» INSTRUCTIONS TO FOLLOW: Extract each line of the records below that contains the word "About".

» RECORDS:
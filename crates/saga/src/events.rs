//! Saga log events.
//!
//! Every transition and every downstream call intent is logged before it
//! happens; results are logged after. Folding a saga's stream with
//! [`SagaRecord::apply`](crate::SagaRecord) rebuilds its record.

use chrono::{DateTime, Utc};
use common::SagaId;
use domain::{DomainEvent, OrderRequest};
use rust_decimal::Decimal;
use serde::{Deserialize, Serialize};

use crate::compensation::{CompensationFailure, CompensationTargets};
use crate::gateway::OrderStatus;
use crate::idempotency::{IdempotencyKey, Step};
use crate::state::{FailureKind, SagaState};

/// Events recorded in a saga's stream.
#[derive(Debug, Clone, Serialize, Deserialize)]
#[serde(tag = "type", content = "data")]
pub enum SagaEvent {
    /// Request accepted; the saga exists from here on.
    SagaStarted(SagaStartedData),

    /// Validation began.
    ValidationStarted(ValidationStartedData),

    /// Request passed validation.
    ValidationPassed(ValidationPassedData),

    /// Request failed validation. Nothing was reserved.
    ValidationRejected(ValidationRejectedData),

    /// About to call reserve-funds.
    ReservationRequested(ReservationRequestedData),

    /// Funds are held.
    FundsReserved(FundsReservedData),

    /// About to call place-order.
    PlacementRequested(PlacementRequestedData),

    /// The matching service accepted the order.
    OrderPlaced(OrderPlacedData),

    /// About to call commit-reservation.
    CommitRequested(CommitRequestedData),

    /// Funds committed; the saga is settled.
    ReservationCommitted(ReservationCommittedData),

    /// A logged call whose answer never arrived is being made again.
    CallReissued(CallReissuedData),

    /// A forward step failed for good.
    StepFailed(StepFailedData),

    /// Stopped on request between steps.
    SagaCancelled(SagaCancelledData),

    /// Rollback began for the listed resources.
    CompensationStarted(CompensationStartedData),

    /// About to call one cancellation.
    CompensationStepRequested(CompensationStepRequestedData),

    /// One cancellation succeeded.
    CompensationStepCompleted(CompensationStepData),

    /// One cancellation could not be done.
    CompensationStepFailed(CompensationFailure),

    /// Every cancellation was attempted.
    CompensationFinished(CompensationFinishedData),
}

impl DomainEvent for SagaEvent {
    fn event_type(&self) -> &'static str {
        match self {
            SagaEvent::SagaStarted(_) => "SagaStarted",
            SagaEvent::ValidationStarted(_) => "ValidationStarted",
            SagaEvent::ValidationPassed(_) => "ValidationPassed",
            SagaEvent::ValidationRejected(_) => "ValidationRejected",
            SagaEvent::ReservationRequested(_) => "ReservationRequested",
            SagaEvent::FundsReserved(_) => "FundsReserved",
            SagaEvent::PlacementRequested(_) => "PlacementRequested",
            SagaEvent::OrderPlaced(_) => "OrderPlaced",
            SagaEvent::CommitRequested(_) => "CommitRequested",
            SagaEvent::ReservationCommitted(_) => "ReservationCommitted",
            SagaEvent::CallReissued(_) => "CallReissued",
            SagaEvent::StepFailed(_) => "StepFailed",
            SagaEvent::SagaCancelled(_) => "SagaCancelled",
            SagaEvent::CompensationStarted(_) => "CompensationStarted",
            SagaEvent::CompensationStepRequested(_) => "CompensationStepRequested",
            SagaEvent::CompensationStepCompleted(_) => "CompensationStepCompleted",
            SagaEvent::CompensationStepFailed(_) => "CompensationStepFailed",
            SagaEvent::CompensationFinished(_) => "CompensationFinished",
        }
    }
}

impl SagaEvent {
    /// State the saga moves to when this event is applied, if it moves.
    pub fn target_state(&self) -> Option<SagaState> {
        match self {
            SagaEvent::ValidationStarted(_) => Some(SagaState::Validating),
            SagaEvent::ValidationPassed(_) => Some(SagaState::Reserving),
            SagaEvent::PlacementRequested(_) => Some(SagaState::Matching),
            SagaEvent::ReservationCommitted(_) => Some(SagaState::Settled),
            SagaEvent::ValidationRejected(_) | SagaEvent::StepFailed(_) => Some(SagaState::Failed),
            SagaEvent::SagaCancelled(_) => Some(SagaState::Cancelled),
            _ => None,
        }
    }
}

#[derive(Debug, Clone, Serialize, Deserialize)]
pub struct SagaStartedData {
    pub saga_id: SagaId,
    pub request: OrderRequest,
    pub started_at: DateTime<Utc>,
}

#[derive(Debug, Clone, Serialize, Deserialize)]
pub struct ValidationStartedData {
    pub started_at: DateTime<Utc>,
}

#[derive(Debug, Clone, Serialize, Deserialize)]
pub struct ValidationPassedData {
    /// Liability to reserve.
    #[serde(with = "rust_decimal::serde::str")]
    pub amount: Decimal,
}

#[derive(Debug, Clone, Serialize, Deserialize)]
pub struct ValidationRejectedData {
    /// Validator's reason, shown to the caller as is.
    pub reason: String,
    /// Metric label for the reason.
    pub code: String,
}

#[derive(Debug, Clone, Serialize, Deserialize)]
pub struct ReservationRequestedData {
    pub idempotency_key: IdempotencyKey,
    #[serde(with = "rust_decimal::serde::str")]
    pub amount: Decimal,
    pub currency: String,
}

#[derive(Debug, Clone, Serialize, Deserialize)]
pub struct FundsReservedData {
    pub reservation_id: String,
}

#[derive(Debug, Clone, Serialize, Deserialize)]
pub struct PlacementRequestedData {
    pub idempotency_key: IdempotencyKey,
    pub reservation_id: String,
}

#[derive(Debug, Clone, Serialize, Deserialize)]
pub struct OrderPlacedData {
    pub order_id: String,
    pub match_id: Option<String>,
    pub status: OrderStatus,
}

#[derive(Debug, Clone, Serialize, Deserialize)]
pub struct CommitRequestedData {
    pub idempotency_key: IdempotencyKey,
    pub reservation_id: String,
}

#[derive(Debug, Clone, Serialize, Deserialize)]
pub struct ReservationCommittedData {
    pub status: String,
    pub settled_at: DateTime<Utc>,
}

#[derive(Debug, Clone, Serialize, Deserialize)]
pub struct CallReissuedData {
    pub step: Step,
    pub idempotency_key: IdempotencyKey,
}

#[derive(Debug, Clone, Serialize, Deserialize)]
pub struct StepFailedData {
    pub step: Step,
    pub reason: String,
    pub kind: FailureKind,
    /// The step may have taken effect downstream despite failing.
    pub effect_unknown: bool,
}

#[derive(Debug, Clone, Serialize, Deserialize)]
pub struct SagaCancelledData {
    pub reason: String,
}

#[derive(Debug, Clone, Serialize, Deserialize)]
pub struct CompensationStartedData {
    pub targets: CompensationTargets,
}

#[derive(Debug, Clone, Serialize, Deserialize)]
pub struct CompensationStepRequestedData {
    pub step: Step,
    pub resource_id: String,
    pub idempotency_key: IdempotencyKey,
}

#[derive(Debug, Clone, Serialize, Deserialize)]
pub struct CompensationStepData {
    pub step: Step,
    pub resource_id: String,
    pub status: String,
}

#[derive(Debug, Clone, Serialize, Deserialize)]
pub struct CompensationFinishedData {
    pub failures: usize,
    pub finished_at: DateTime<Utc>,
}

// Convenience constructors
impl SagaEvent {
    pub fn saga_started(saga_id: SagaId, request: OrderRequest) -> Self {
        SagaEvent::SagaStarted(SagaStartedData {
            saga_id,
            request,
            started_at: Utc::now(),
        })
    }

    pub fn validation_started() -> Self {
        SagaEvent::ValidationStarted(ValidationStartedData {
            started_at: Utc::now(),
        })
    }

    pub fn validation_passed(amount: Decimal) -> Self {
        SagaEvent::ValidationPassed(ValidationPassedData { amount })
    }

    pub fn validation_rejected(reason: impl Into<String>, code: impl Into<String>) -> Self {
        SagaEvent::ValidationRejected(ValidationRejectedData {
            reason: reason.into(),
            code: code.into(),
        })
    }

    pub fn reservation_requested(
        idempotency_key: IdempotencyKey,
        amount: Decimal,
        currency: impl Into<String>,
    ) -> Self {
        SagaEvent::ReservationRequested(ReservationRequestedData {
            idempotency_key,
            amount,
            currency: currency.into(),
        })
    }

    pub fn funds_reserved(reservation_id: impl Into<String>) -> Self {
        SagaEvent::FundsReserved(FundsReservedData {
            reservation_id: reservation_id.into(),
        })
    }

    pub fn placement_requested(
        idempotency_key: IdempotencyKey,
        reservation_id: impl Into<String>,
    ) -> Self {
        SagaEvent::PlacementRequested(PlacementRequestedData {
            idempotency_key,
            reservation_id: reservation_id.into(),
        })
    }

    pub fn order_placed(
        order_id: impl Into<String>,
        match_id: Option<String>,
        status: OrderStatus,
    ) -> Self {
        SagaEvent::OrderPlaced(OrderPlacedData {
            order_id: order_id.into(),
            match_id,
            status,
        })
    }

    pub fn commit_requested(
        idempotency_key: IdempotencyKey,
        reservation_id: impl Into<String>,
    ) -> Self {
        SagaEvent::CommitRequested(CommitRequestedData {
            idempotency_key,
            reservation_id: reservation_id.into(),
        })
    }

    pub fn reservation_committed(status: impl Into<String>) -> Self {
        SagaEvent::ReservationCommitted(ReservationCommittedData {
            status: status.into(),
            settled_at: Utc::now(),
        })
    }

    pub fn call_reissued(step: Step, idempotency_key: IdempotencyKey) -> Self {
        SagaEvent::CallReissued(CallReissuedData {
            step,
            idempotency_key,
        })
    }

    /// Creates a StepFailed event, prefixing the reason with the step's
    /// context.
    pub fn step_failed(
        step: Step,
        message: &str,
        kind: FailureKind,
        effect_unknown: bool,
    ) -> Self {
        SagaEvent::StepFailed(StepFailedData {
            step,
            reason: format!("{}: {message}", step.failure_context()),
            kind,
            effect_unknown,
        })
    }

    pub fn saga_cancelled(reason: impl Into<String>) -> Self {
        SagaEvent::SagaCancelled(SagaCancelledData {
            reason: reason.into(),
        })
    }

    pub fn compensation_started(targets: CompensationTargets) -> Self {
        SagaEvent::CompensationStarted(CompensationStartedData { targets })
    }

    pub fn compensation_step_requested(
        step: Step,
        resource_id: impl Into<String>,
        idempotency_key: IdempotencyKey,
    ) -> Self {
        SagaEvent::CompensationStepRequested(CompensationStepRequestedData {
            step,
            resource_id: resource_id.into(),
            idempotency_key,
        })
    }

    pub fn compensation_step_completed(
        step: Step,
        resource_id: impl Into<String>,
        status: impl Into<String>,
    ) -> Self {
        SagaEvent::CompensationStepCompleted(CompensationStepData {
            step,
            resource_id: resource_id.into(),
            status: status.into(),
        })
    }

    pub fn compensation_step_failed(failure: CompensationFailure) -> Self {
        SagaEvent::CompensationStepFailed(failure)
    }

    pub fn compensation_finished(failures: usize) -> Self {
        SagaEvent::CompensationFinished(CompensationFinishedData {
            failures,
            finished_at: Utc::now(),
        })
    }
}

#[cfg(test)]
mod tests {
    use rust_decimal_macros::dec;

    use super::*;

    fn request() -> OrderRequest {
        OrderRequest {
            user_id: "user-1".to_string(),
            event_id: "event-1".to_string(),
            market_id: "market-1".to_string(),
            selection_id: "selection-1".to_string(),
            side: "BACK".to_string(),
            odds: dec!(2.5),
            stake: dec!(100),
            currency: "USD".to_string(),
            idempotency_key: "client-key-1".to_string(),
            metadata: None,
        }
    }

    #[test]
    fn test_event_type_and_target_state() {
        let saga_id = SagaId::new();

        let cases = [
            (SagaEvent::saga_started(saga_id, request()), "SagaStarted", None),
            (
                SagaEvent::validation_started(),
                "ValidationStarted",
                Some(SagaState::Validating),
            ),
            (
                SagaEvent::validation_passed(dec!(100)),
                "ValidationPassed",
                Some(SagaState::Reserving),
            ),
            (
                SagaEvent::placement_requested(
                    IdempotencyKey::derive(saga_id, Step::Order),
                    "res-1",
                ),
                "PlacementRequested",
                Some(SagaState::Matching),
            ),
            (
                SagaEvent::reservation_committed("COMMITTED"),
                "ReservationCommitted",
                Some(SagaState::Settled),
            ),
            (
                SagaEvent::step_failed(Step::Order, "market closed", FailureKind::FatalDownstream, false),
                "StepFailed",
                Some(SagaState::Failed),
            ),
            (
                SagaEvent::saga_cancelled("cancelled by user"),
                "SagaCancelled",
                Some(SagaState::Cancelled),
            ),
            (
                SagaEvent::call_reissued(Step::Reserve, IdempotencyKey::derive(saga_id, Step::Reserve)),
                "CallReissued",
                None,
            ),
            (
                SagaEvent::compensation_step_requested(
                    Step::CancelReservation,
                    "res-1",
                    IdempotencyKey::derive(saga_id, Step::CancelReservation),
                ),
                "CompensationStepRequested",
                None,
            ),
            (SagaEvent::compensation_finished(0), "CompensationFinished", None),
        ];

        for (event, event_type, target) in cases {
            assert_eq!(event.event_type(), event_type);
            assert_eq!(event.target_state(), target, "{event_type}");
        }
    }

    #[test]
    fn test_step_failed_reason_carries_context() {
        let SagaEvent::StepFailed(data) =
            SagaEvent::step_failed(Step::Reserve, "insufficient funds", FailureKind::FatalDownstream, false)
        else {
            panic!("Expected StepFailed event");
        };
        assert_eq!(data.reason, "fund reservation failed: insufficient funds");
    }

    #[test]
    fn test_saga_started_keeps_exact_decimals() {
        let saga_id = SagaId::new();
        let event = SagaEvent::saga_started(saga_id, request());

        let json = serde_json::to_value(&event).unwrap();
        assert_eq!(json["type"], "SagaStarted");
        assert_eq!(json["data"]["request"]["odds"], "2.5");
        assert_eq!(json["data"]["request"]["stake"], "100");

        let deserialized: SagaEvent = serde_json::from_value(json).unwrap();
        let SagaEvent::SagaStarted(data) = deserialized else {
            panic!("Expected SagaStarted event");
        };
        assert_eq!(data.saga_id, saga_id);
        assert_eq!(data.request, request());
    }

    #[test]
    fn test_compensation_failure_payload() {
        let event = SagaEvent::compensation_step_failed(CompensationFailure {
            step: Step::CancelReservation,
            resource_id: Some("res-1".to_string()),
            reason: "service returned 503 Service Unavailable".to_string(),
        });

        let json = serde_json::to_value(&event).unwrap();
        assert_eq!(json["data"]["step"], "cancel-reservation");
        assert_eq!(json["data"]["resource_id"], "res-1");
    }
}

» EXERCISE RESULT:
    /// About to call reserve-funds.
    /// About to call place-order.
    /// About to call commit-reservation.
    /// About to call one cancellation.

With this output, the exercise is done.